His crime—plotting to overthrow the white rule in South Africa. Mandela was the leader of the African National Congress, an organization which protested governmental apartheid in South Africa and lobbied for black equality until banned by the white minority government in 1960.

Over the span of his imprisonment, Mandela refused all offers of freedom on condition that he renounce armed struggle, go to another country or limit his political activities, and was released Sunday on an unconditional basis.

In addition to Mandela’s release, the ban on the ANC was lifted by de Klerk two weeks ago, as well as bans on almost 60 other anti-apartheid organizations.

It seems that the South African government lately, under the power of recently elected de Klerk, is in the process of taking steps toward a long-awaited and much-needed political reform.

The one person, one vote system of democratic rule is one with which many people in this country are very comfortable. No matter what color or gender you might be, if you are a registered U.S. citizen, you get a vote—a voice in what our country’s future will be.

Now, you don’t have to be a college student to know that that’s not how it’s always been. During it’s youth, the this country supported similar policies such as South Africa’s non-black voting system and even went as far as supporting the slavery of blacks.

It took our country’s forefathers almost 300 years to realize that slavery was wrong.
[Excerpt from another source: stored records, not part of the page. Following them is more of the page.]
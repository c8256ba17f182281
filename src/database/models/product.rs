use diesel::prelude::*;
use rust_decimal::Decimal;
use serde::{Deserialize, Serialize};
use utoipa::ToSchema;

use crate::database::repositories::Entity;

/// Product entity - a single catalog record
///
/// The identifier is assigned by the store on creation and never changes.
#[derive(
    Debug, Clone, PartialEq, Queryable, Selectable, Identifiable, AsChangeset, Serialize,
    Deserialize, ToSchema,
)]
#[diesel(table_name = crate::database::schema::products)]
pub struct Product {
    /// Unique product ID, assigned by the store
    pub id: i32,

    /// Product name (e.g., "Kalem")
    pub name: String,

    /// Product color
    pub color: String,

    /// Units in stock, never negative
    pub stock: i32,

    /// Unit price
    #[schema(value_type = String, example = "15")]
    pub price: Decimal,
}

/// New product for insertion, before the store has assigned an id
#[derive(Debug, Clone, PartialEq, Insertable, Serialize, Deserialize, ToSchema)]
#[diesel(table_name = crate::database::schema::products)]
pub struct NewProduct {
    pub name: String,
    pub color: String,
    pub stock: i32,
    #[schema(value_type = String, example = "15")]
    pub price: Decimal,
}

impl NewProduct {
    /// Presence and sign checks on the scalar fields
    pub fn validate(&self) -> Vec<FieldError> {
        let mut errors = Vec::new();

        if self.name.trim().is_empty() {
            errors.push(FieldError::new("name", "name is required"));
        }
        if self.color.trim().is_empty() {
            errors.push(FieldError::new("color", "color is required"));
        }
        if self.stock < 0 {
            errors.push(FieldError::new("stock", "stock must not be negative"));
        }
        if self.price < Decimal::ZERO {
            errors.push(FieldError::new("price", "price must not be negative"));
        }

        errors
    }
}

impl Entity for Product {
    type Draft = NewProduct;

    fn id(&self) -> i32 {
        self.id
    }

    fn from_draft(draft: NewProduct, id: i32) -> Self {
        Self {
            id,
            name: draft.name,
            color: draft.color,
            stock: draft.stock,
            price: draft.price,
        }
    }
}

/// A single field-level validation failure
#[derive(Debug, Clone, PartialEq)]
pub struct FieldError {
    pub field: &'static str,
    pub message: &'static str,
}

impl FieldError {
    pub fn new(field: &'static str, message: &'static str) -> Self {
        Self { field, message }
    }
}

impl std::fmt::Display for FieldError {
    fn fmt(&self, f: &mut std::fmt::Formatter<'_>) -> std::fmt::Result {
        write!(f, "{}: {}", self.field, self.message)
    }
}

/// Form payload bound by the HTML create/edit pages
///
/// `id` is present on edit submissions and absent on create submissions.
#[derive(Debug, Clone, Serialize, Deserialize)]
pub struct ProductForm {
    pub id: Option<i32>,
    pub name: String,
    pub color: String,
    pub stock: i32,
    pub price: Decimal,
}

impl ProductForm {
    pub fn validate(&self) -> Vec<FieldError> {
        self.draft().validate()
    }

    /// The insertable draft carried by this form
    pub fn draft(&self) -> NewProduct {
        NewProduct {
            name: self.name.clone(),
            color: self.color.clone(),
            stock: self.stock,
            price: self.price,
        }
    }

    /// The full entity this form describes, under the given identifier
    pub fn into_product(self, id: i32) -> Product {
        Product {
            id,
            name: self.name,
            color: self.color,
            stock: self.stock,
            price: self.price,
        }
    }

    pub fn from_product(product: &Product) -> Self {
        Self {
            id: Some(product.id),
            name: product.name.clone(),
            color: product.color.clone(),
            stock: product.stock,
            price: product.price,
        }
    }
}

impl Default for ProductForm {
    fn default() -> Self {
        Self {
            id: None,
            name: String::new(),
            color: String::new(),
            stock: 0,
            price: Decimal::ZERO,
        }
    }
}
The colonists who founded this country fought in the American Revolution for freedom—to break their ties from British rule and set up a more democratic society based on equality and freedom for all men (sounds familiar, doesn’t it?), but could still justify having slaves.

Even after the Emancipation Proclamation of 1863, which granted freedom to all slaves, blacks still were not given the right to vote in this country until 1870. After they gained the right to vote, blacks could still be discriminated upon in public and by employers until the Civil Rights Movement of the 1960s’ forced the government into civil rights legislation.

Although the South African government freed their slaves 30 years before ours did, their civil rights movement has been at a standstill for nearly 170 years.

The freeing of Nelson Mandela is only a start. The South African government has a long way to go in its political reform. Hopefully, it will learn from our mistakes.

Granting equality doesn’t have to be a long, dragged-out process. Had our forefather’s truly listened to their own sacred words in the Declaration of Independance—”…that all men are created equal..,” such acts as slavery and inequality might have never existed on this land.